> _PROVIDED DATA_
--- START ---

//! 基于 `k` 的 URDF 串联链运动学
//!
//! `k` 依赖的 nalgebra 版本与本工作空间不同，两侧只通过 `f64` 数组交换数据。

use comply_core::Pose;
use comply_driver::{ForwardKinematics, JointVector, Kinematics, KinematicsError};
use k::InverseKinematicsSolver;
use k::nalgebra as kna;
use nalgebra::{DMatrix, Quaternion, UnitQuaternion, Vector3};
use parking_lot::Mutex;
use std::path::Path;
use tracing::{debug, info};

/// 数值逆解参数
#[derive(Debug, Clone, Copy, PartialEq)]
pub struct IkParams {
    /// 位置容差（米）
    pub allowable_distance: f64,
    /// 姿态容差（弧度）
    pub allowable_angle: f64,
    /// 每次迭代的雅可比步长系数
    pub jacobian_multiplier: f64,
    /// 最大迭代次数
    pub max_iterations: usize,
}

impl Default for IkParams {
    fn default() -> Self {
        Self {
            allowable_distance: 1e-4,
            allowable_angle: 1e-3,
            jacobian_multiplier: 0.5,
            max_iterations: 100,
        }
    }
}

/// URDF 串联链运动学
///
/// 链状态（关节位置缓存）以互斥量保护：正运动学在传感器线程、逆运动学在控制线程调用。
pub struct UrdfKinematics {
    arm: Mutex<k::SerialChain<f64>>,
    solver: k::JacobianIkSolver<f64>,
    dof: usize,
}

/// 数值求 J̇ 的步长（秒）
const JACOBIAN_RATE_STEP: f64 = 1e-6;

impl UrdfKinematics {
    /// 从 URDF 文件构造，链从根到 `end_joint`（关节名）
    ///
    /// # 错误
    /// - `Model`: 文件无法解析或找不到末端关节
    pub fn from_urdf_file(path: impl AsRef<Path>, end_joint: &str) -> Result<Self, KinematicsError> {
        Self::with_ik_params(path, end_joint, IkParams::default())
    }

    /// 同 [`from_urdf_file`](Self::from_urdf_file)，并指定逆解参数
    pub fn with_ik_params(
        path: impl AsRef<Path>,
        end_joint: &str,
        params: IkParams,
    ) -> Result<Self, KinematicsError> {
        let path = path.as_ref();
        let chain = k::Chain::<f64>::from_urdf_file(path).map_err(|e| {
            KinematicsError::Model(format!("failed to load {}: {}", path.display(), e))
        })?;
        let end = chain.find(end_joint).ok_or_else(|| {
            KinematicsError::Model(format!("joint '{}' not found in {}", end_joint, path.display()))
        })?;
        let arm = k::SerialChain::from_end(end);
        let dof = arm.dof();
        if dof == 0 {
            return Err(KinematicsError::Model(format!(
                "chain ending at '{}' has no movable joints",
                end_joint
            )));
        }
        info!(
            "Loaded URDF chain from {} ending at '{}' ({} DOF)",
            path.display(),
            end_joint,
            dof
        );

        Ok(Self {
            arm: Mutex::new(arm),
            solver: k::JacobianIkSolver::new(
                params.allowable_distance,
                params.allowable_angle,
                params.jacobian_multiplier,
                params.max_iterations,
            ),
            dof,
        })
    }

    fn set_positions(arm: &k::SerialChain<f64>, q: &JointVector) -> Result<(), KinematicsError> {
        arm.set_joint_positions(q.as_slice())
            .map_err(|e| KinematicsError::Model(e.to_string()))
    }

    fn jacobian(arm: &k::SerialChain<f64>, dof: usize) -> DMatrix<f64> {
        let jac = k::jacobian(arm);
        DMatrix::from_fn(6, dof, |r, c| jac[(r, c)])
    }

    fn pose_from(transform: &kna::Isometry3<f64>) -> Pose {
        let t = &transform.translation.vector;
        let q = transform.rotation.quaternion();
        Pose::new(
            Vector3::new(t.x, t.y, t.z),
            UnitQuaternion::new_normalize(Quaternion::new(q.w, q.i, q.j, q.k)),
        )
    }

    fn isometry_from(pose: &Pose) -> kna::Isometry3<f64> {
        let p = &pose.position;
        let q = pose.orientation.quaternion();
        kna::Isometry3::from_parts(
            kna::Translation3::new(p.x, p.y, p.z),
            kna::UnitQuaternion::new_normalize(kna::Quaternion::new(q.w, q.i, q.j, q.k)),
        )
    }
}

impl Kinematics for UrdfKinematics {
    fn dof(&self) -> usize {
        self.dof
    }

    fn forward(
        &self,
        positions: &JointVector,
        velocities: &JointVector,
    ) -> Result<ForwardKinematics, KinematicsError> {
        self.check_dof(positions)?;
        self.check_dof(velocities)?;

        let arm = self.arm.lock();
        Self::set_positions(&arm, positions)?;
        let pose = Self::pose_from(&arm.end_transform());
        let jacobian = Self::jacobian(&arm, self.dof);

        // J̇ ≈ (J(q + q̇·δ) − J(q)) / δ
        let ahead = positions + velocities * JACOBIAN_RATE_STEP;
        Self::set_positions(&arm, &ahead)?;
        let jacobian_rate = (Self::jacobian(&arm, self.dof) - &jacobian) / JACOBIAN_RATE_STEP;
        Self::set_positions(&arm, positions)?;
        drop(arm);

        let twist = &jacobian * velocities;
        Ok(ForwardKinematics {
            pose,
            twist: comply_core::Twist::new(
                Vector3::new(twist[0], twist[1], twist[2]),
                Vector3::new(twist[3], twist[4], twist[5]),
            ),
            jacobian,
            jacobian_rate,
        })
    }

    fn inverse(&self, seed: &JointVector, target: &Pose) -> Result<JointVector, KinematicsError> {
        self.check_dof(seed)?;
        if !target.is_finite() {
            return Err(KinematicsError::Unsolved);
        }

        let arm = self.arm.lock();
        Self::set_positions(&arm, seed)?;
        match self.solver.solve(&arm, &Self::isometry_from(target)) {
            Ok(()) => Ok(JointVector::from_vec(arm.joint_positions())),
            Err(e) => {
                debug!("URDF inverse kinematics failed: {}", e);
                Err(KinematicsError::Unsolved)
            },
        }
    }
}

#[cfg(test)]
mod tests {
    use super::*;

    fn arm() -> UrdfKinematics {
        UrdfKinematics::from_urdf_file(
            concat!(env!("CARGO_MANIFEST_DIR"), "/tests/data/six_axis.urdf"),
            "joint6",
        )
        .unwrap()
    }

    /// 测试零位正运动学
    #[test]
    fn test_forward_at_zero() {
        let arm = arm();
        assert_eq!(arm.dof(), 6);
        let fk = arm
            .forward(&JointVector::zeros(6), &JointVector::zeros(6))
            .unwrap();
        assert!((fk.pose.position - Vector3::new(0.35, 0.0, 0.5)).norm() < 1e-9);
        assert!(fk.pose.orientation.angle() < 1e-9);
        assert_eq!(fk.jacobian.shape(), (6, 6));
        assert!(fk.twist.linear.norm() < 1e-12);
    }

    /// 测试末端速度等于 J·q̇（绕第一轴旋转）
    #[test]
    fn test_twist_from_first_joint() {
        let arm = arm();
        let mut qd = JointVector::zeros(6);
        qd[0] = 1.0;
        let fk = arm.forward(&JointVector::zeros(6), &qd).unwrap();
        // ω = ẑ，v = ω × p = (0, 0.35, 0)
        assert!((fk.twist.angular - Vector3::new(0.0, 0.0, 1.0)).norm() < 1e-9);
        assert!((fk.twist.linear - Vector3::new(0.0, 0.35, 0.0)).norm() < 1e-9);
    }

    /// 测试逆解回到正解位姿
    #[test]
    fn test_inverse_round_trip() {
        let arm = arm();
        let q = JointVector::from_vec(vec![0.1, 0.2, 0.3, 0.1, 0.4, 0.2]);
        let target = arm.forward(&q, &JointVector::zeros(6)).unwrap().pose;

        let seed = q.add_scalar(0.05);
        let solved = arm.inverse(&seed, &target).unwrap();
        let reached = arm.forward(&solved, &JointVector::zeros(6)).unwrap().pose;
        assert!((reached.position - target.position).norm() < 2e-3);
        assert!(reached.orientation.angle_to(&target.orientation) < 1e-2);
    }

    /// 测试加载失败与维度错误
    #[test]
    fn test_errors() {
        assert!(matches!(
            UrdfKinematics::from_urdf_file("/nonexistent.urdf", "joint6"),
            Err(KinematicsError::Model(_))
        ));
        let missing = UrdfKinematics::from_urdf_file(
            concat!(env!("CARGO_MANIFEST_DIR"), "/tests/data/six_axis.urdf"),
            "joint9",
        );
        assert!(matches!(missing, Err(KinematicsError::Model(_))));
        assert_eq!(
            arm().inverse(&JointVector::zeros(5), &Pose::identity()),
            Err(KinematicsError::DimensionMismatch {
                expected: 6,
                actual: 5
            })
        );
    }
}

--- END ---

> _WHAT NEEDS TO BE DONE_
Only lines holding the word "ending" are wanted; list them all from the material.

> _YOUR SOLUTION_
                "chain ending at '{}' has no movable joints",
            "Loaded URDF chain from {} ending at '{}' ({} DOF)",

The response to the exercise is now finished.